What to produce> Where a line of the records contains the word "already", show that line.

Recorded data>
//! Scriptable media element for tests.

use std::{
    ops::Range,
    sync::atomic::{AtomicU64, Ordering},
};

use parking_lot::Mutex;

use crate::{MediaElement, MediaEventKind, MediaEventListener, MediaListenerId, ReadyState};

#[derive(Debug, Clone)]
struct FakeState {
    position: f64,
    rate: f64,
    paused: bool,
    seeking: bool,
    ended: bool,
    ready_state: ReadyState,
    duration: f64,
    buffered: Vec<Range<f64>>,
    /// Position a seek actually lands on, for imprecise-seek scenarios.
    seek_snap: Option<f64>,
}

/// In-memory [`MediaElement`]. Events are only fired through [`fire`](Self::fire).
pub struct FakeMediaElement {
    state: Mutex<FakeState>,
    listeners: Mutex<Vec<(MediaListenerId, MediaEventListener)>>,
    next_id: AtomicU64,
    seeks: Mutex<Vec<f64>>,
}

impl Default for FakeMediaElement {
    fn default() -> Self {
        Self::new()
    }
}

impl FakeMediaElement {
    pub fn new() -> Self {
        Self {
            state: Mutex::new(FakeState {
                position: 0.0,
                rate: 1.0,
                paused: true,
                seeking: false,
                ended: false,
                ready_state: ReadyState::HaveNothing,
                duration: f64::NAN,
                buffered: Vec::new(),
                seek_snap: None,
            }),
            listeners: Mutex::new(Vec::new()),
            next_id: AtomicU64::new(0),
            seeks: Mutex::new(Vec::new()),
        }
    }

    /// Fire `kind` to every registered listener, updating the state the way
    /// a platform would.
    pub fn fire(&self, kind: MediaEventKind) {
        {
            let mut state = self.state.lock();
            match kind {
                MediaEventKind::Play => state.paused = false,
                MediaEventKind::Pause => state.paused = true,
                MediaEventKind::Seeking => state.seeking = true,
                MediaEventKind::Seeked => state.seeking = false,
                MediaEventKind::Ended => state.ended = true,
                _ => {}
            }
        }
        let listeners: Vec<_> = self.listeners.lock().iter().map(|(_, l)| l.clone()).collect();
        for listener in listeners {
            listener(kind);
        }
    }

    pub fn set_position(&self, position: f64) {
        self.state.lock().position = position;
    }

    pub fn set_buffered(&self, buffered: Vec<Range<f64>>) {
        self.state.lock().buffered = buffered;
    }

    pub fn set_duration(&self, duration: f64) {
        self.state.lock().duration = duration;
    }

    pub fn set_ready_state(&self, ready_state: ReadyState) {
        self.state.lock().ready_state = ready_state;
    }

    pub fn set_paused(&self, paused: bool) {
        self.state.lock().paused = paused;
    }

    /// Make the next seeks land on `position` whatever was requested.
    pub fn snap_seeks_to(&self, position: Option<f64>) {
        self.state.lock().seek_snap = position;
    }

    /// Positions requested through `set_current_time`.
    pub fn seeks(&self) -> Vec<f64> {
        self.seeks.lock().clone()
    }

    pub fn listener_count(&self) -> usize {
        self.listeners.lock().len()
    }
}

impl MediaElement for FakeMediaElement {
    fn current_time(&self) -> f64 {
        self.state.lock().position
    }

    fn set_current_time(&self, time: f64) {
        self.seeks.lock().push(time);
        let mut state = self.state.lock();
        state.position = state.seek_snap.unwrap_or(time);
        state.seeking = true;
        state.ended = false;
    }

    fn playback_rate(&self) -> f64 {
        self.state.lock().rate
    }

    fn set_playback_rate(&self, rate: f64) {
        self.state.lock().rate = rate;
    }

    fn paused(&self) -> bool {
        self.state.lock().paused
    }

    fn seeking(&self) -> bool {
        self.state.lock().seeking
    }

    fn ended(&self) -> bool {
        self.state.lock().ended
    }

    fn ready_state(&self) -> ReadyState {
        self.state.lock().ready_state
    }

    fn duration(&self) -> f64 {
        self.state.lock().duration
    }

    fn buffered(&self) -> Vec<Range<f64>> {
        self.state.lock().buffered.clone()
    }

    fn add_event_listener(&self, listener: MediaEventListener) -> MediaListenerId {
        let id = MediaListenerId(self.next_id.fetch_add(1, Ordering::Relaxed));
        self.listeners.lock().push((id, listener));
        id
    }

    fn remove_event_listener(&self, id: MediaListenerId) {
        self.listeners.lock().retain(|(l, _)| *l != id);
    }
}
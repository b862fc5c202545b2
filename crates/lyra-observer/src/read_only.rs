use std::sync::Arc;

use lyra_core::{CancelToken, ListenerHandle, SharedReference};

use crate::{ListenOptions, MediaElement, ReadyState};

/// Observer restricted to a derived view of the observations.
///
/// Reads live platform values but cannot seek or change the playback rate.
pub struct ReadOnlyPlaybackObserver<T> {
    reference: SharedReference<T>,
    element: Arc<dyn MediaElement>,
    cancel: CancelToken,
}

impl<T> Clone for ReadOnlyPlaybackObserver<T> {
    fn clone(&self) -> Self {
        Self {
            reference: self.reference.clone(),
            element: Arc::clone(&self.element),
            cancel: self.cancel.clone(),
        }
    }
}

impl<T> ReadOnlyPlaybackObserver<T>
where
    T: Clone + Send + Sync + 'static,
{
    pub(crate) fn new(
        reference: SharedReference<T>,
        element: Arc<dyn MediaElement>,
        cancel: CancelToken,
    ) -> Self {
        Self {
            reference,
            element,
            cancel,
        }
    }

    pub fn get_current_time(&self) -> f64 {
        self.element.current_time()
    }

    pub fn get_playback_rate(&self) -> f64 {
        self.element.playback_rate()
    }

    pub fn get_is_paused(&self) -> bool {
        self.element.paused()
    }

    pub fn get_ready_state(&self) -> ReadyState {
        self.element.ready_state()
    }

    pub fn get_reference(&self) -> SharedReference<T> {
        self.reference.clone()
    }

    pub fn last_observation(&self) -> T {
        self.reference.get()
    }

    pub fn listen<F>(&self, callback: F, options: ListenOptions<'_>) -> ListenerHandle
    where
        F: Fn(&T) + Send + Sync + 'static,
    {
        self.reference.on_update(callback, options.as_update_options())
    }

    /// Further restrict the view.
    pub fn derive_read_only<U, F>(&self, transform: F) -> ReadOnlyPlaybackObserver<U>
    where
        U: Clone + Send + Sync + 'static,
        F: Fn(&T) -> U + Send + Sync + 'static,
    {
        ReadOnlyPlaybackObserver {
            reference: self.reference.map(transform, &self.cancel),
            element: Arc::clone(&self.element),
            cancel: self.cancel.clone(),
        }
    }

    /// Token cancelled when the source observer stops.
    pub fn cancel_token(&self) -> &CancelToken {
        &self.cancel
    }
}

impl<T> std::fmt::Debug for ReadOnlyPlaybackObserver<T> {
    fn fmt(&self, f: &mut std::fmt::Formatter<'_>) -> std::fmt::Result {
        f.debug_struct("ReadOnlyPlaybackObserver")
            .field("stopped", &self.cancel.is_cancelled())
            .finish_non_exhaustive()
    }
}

--

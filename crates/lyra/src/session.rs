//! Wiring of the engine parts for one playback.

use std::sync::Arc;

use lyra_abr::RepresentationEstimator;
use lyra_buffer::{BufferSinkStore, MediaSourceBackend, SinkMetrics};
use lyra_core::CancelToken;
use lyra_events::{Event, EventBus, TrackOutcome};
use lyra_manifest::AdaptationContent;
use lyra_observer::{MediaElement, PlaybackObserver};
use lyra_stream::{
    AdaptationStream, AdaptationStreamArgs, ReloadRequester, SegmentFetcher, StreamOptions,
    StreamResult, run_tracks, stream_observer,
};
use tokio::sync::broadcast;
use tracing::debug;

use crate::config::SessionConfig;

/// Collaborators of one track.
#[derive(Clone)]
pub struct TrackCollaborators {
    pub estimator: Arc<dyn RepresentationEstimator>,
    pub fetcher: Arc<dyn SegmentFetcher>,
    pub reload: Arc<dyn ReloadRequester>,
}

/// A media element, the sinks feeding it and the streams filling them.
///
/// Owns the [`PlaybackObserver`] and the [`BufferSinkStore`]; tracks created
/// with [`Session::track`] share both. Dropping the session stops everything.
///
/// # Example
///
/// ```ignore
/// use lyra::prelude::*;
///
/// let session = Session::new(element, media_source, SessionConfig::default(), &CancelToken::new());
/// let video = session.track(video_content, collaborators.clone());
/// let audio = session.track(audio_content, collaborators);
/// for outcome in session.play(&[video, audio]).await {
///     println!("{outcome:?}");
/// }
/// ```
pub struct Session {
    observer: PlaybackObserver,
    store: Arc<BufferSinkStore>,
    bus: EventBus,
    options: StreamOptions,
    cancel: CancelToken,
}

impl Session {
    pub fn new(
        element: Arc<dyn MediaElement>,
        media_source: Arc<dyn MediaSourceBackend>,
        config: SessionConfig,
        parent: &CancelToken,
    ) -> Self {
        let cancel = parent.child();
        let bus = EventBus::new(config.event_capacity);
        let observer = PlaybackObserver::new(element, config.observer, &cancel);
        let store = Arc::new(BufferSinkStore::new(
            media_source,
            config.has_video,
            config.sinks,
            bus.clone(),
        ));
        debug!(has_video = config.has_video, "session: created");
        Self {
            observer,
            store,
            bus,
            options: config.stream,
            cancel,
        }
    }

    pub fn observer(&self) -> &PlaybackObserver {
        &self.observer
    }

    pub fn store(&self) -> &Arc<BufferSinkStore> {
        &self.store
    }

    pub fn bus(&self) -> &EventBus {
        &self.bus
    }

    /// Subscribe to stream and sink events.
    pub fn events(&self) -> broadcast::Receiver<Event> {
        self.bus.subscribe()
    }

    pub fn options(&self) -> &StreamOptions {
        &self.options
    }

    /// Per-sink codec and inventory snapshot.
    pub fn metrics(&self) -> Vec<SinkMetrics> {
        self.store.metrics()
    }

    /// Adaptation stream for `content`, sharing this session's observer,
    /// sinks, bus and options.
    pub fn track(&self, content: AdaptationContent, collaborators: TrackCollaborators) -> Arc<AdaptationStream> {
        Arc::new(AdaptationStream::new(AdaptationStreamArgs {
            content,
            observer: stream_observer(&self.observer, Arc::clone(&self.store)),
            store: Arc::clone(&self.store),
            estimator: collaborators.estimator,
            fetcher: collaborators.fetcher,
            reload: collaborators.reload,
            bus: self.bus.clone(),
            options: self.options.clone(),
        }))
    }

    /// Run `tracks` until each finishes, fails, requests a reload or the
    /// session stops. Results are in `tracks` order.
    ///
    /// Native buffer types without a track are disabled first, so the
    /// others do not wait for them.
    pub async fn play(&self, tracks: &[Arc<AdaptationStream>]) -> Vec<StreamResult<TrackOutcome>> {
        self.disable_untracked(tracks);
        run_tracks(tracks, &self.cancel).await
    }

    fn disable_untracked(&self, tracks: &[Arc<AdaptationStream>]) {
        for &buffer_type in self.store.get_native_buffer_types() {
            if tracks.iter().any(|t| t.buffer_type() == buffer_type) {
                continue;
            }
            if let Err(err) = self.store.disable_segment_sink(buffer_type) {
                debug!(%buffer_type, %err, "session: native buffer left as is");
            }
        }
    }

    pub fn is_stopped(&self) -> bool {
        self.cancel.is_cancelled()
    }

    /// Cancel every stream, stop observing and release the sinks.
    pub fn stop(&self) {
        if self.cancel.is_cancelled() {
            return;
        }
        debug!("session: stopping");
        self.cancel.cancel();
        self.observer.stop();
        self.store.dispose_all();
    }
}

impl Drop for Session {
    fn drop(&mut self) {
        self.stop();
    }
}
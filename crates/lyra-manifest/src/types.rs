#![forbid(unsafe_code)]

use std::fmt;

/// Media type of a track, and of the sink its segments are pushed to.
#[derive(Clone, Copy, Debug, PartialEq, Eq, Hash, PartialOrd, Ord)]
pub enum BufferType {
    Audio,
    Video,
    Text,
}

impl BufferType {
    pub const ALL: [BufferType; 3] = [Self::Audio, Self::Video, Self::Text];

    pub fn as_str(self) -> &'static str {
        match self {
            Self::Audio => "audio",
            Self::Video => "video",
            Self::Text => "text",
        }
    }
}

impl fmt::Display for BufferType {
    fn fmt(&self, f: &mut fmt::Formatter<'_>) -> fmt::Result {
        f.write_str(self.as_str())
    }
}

--

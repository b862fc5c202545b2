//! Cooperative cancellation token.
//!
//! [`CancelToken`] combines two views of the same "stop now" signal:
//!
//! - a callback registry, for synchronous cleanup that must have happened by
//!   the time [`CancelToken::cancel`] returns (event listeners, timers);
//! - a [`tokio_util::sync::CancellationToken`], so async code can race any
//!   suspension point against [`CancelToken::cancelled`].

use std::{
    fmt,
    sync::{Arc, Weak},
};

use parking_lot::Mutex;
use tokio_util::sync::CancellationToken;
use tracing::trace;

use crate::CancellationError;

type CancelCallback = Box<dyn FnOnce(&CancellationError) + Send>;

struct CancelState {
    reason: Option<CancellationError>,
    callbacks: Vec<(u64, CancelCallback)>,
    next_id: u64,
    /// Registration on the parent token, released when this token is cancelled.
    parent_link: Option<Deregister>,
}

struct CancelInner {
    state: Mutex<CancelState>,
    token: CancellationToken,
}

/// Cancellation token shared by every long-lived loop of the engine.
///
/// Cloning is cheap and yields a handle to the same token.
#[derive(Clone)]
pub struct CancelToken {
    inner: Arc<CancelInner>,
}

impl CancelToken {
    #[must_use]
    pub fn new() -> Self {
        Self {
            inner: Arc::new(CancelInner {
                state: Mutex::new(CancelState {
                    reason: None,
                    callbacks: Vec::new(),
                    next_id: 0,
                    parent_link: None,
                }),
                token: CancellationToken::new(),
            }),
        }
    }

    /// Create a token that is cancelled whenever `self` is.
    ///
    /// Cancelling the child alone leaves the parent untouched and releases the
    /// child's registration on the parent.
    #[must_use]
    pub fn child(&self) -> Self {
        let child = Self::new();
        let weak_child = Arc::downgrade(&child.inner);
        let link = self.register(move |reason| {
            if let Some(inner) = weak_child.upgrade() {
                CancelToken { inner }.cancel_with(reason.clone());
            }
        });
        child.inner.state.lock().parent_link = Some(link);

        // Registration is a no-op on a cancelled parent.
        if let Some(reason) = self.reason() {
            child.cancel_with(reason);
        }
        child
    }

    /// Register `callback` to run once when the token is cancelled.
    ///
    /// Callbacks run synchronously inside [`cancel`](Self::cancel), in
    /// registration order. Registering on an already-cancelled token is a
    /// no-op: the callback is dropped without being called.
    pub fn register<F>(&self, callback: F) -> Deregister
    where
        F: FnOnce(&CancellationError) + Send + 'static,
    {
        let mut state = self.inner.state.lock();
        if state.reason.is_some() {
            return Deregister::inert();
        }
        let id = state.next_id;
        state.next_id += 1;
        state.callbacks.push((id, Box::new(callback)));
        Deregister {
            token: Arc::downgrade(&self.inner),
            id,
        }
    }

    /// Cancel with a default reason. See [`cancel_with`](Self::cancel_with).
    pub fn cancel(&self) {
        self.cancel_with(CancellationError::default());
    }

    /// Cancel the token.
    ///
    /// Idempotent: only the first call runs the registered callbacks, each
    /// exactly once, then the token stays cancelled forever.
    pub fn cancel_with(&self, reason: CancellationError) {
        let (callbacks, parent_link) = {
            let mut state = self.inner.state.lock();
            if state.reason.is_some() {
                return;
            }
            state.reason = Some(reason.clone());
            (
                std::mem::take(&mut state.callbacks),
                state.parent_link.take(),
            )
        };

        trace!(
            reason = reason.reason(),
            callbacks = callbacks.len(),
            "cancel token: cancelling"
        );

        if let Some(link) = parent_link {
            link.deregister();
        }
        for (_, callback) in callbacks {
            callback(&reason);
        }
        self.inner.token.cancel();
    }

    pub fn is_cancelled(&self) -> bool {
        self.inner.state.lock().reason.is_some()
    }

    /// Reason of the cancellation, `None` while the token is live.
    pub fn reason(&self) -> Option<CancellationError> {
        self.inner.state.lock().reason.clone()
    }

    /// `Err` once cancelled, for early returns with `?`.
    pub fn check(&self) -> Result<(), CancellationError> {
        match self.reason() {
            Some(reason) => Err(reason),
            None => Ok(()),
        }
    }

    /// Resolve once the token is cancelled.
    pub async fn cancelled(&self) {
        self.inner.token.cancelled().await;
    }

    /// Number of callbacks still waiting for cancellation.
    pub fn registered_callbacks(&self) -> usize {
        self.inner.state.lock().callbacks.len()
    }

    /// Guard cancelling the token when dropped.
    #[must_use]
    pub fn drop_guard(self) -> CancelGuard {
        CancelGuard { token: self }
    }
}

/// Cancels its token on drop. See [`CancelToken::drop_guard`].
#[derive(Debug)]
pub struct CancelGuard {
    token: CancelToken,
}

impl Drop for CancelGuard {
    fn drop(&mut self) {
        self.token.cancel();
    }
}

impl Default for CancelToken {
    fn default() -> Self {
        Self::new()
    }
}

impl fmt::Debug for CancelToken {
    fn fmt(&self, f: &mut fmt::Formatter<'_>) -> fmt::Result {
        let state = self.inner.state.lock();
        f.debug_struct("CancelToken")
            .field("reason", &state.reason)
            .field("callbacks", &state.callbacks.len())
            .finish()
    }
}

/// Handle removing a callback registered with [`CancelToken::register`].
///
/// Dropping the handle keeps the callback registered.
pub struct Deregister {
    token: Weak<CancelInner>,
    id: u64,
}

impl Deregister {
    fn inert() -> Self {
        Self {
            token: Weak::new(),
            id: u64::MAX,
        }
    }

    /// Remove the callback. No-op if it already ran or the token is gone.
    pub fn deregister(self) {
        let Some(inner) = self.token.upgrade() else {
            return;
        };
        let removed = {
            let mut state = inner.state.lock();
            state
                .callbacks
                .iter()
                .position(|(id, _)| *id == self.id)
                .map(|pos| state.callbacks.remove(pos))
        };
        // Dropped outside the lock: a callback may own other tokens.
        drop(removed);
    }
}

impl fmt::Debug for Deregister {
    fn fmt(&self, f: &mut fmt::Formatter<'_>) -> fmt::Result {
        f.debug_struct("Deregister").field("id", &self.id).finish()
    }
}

Answer space>
    /// registration order. Registering on an already-cancelled token is a
    /// Remove the callback. No-op if it already ran or the token is gone.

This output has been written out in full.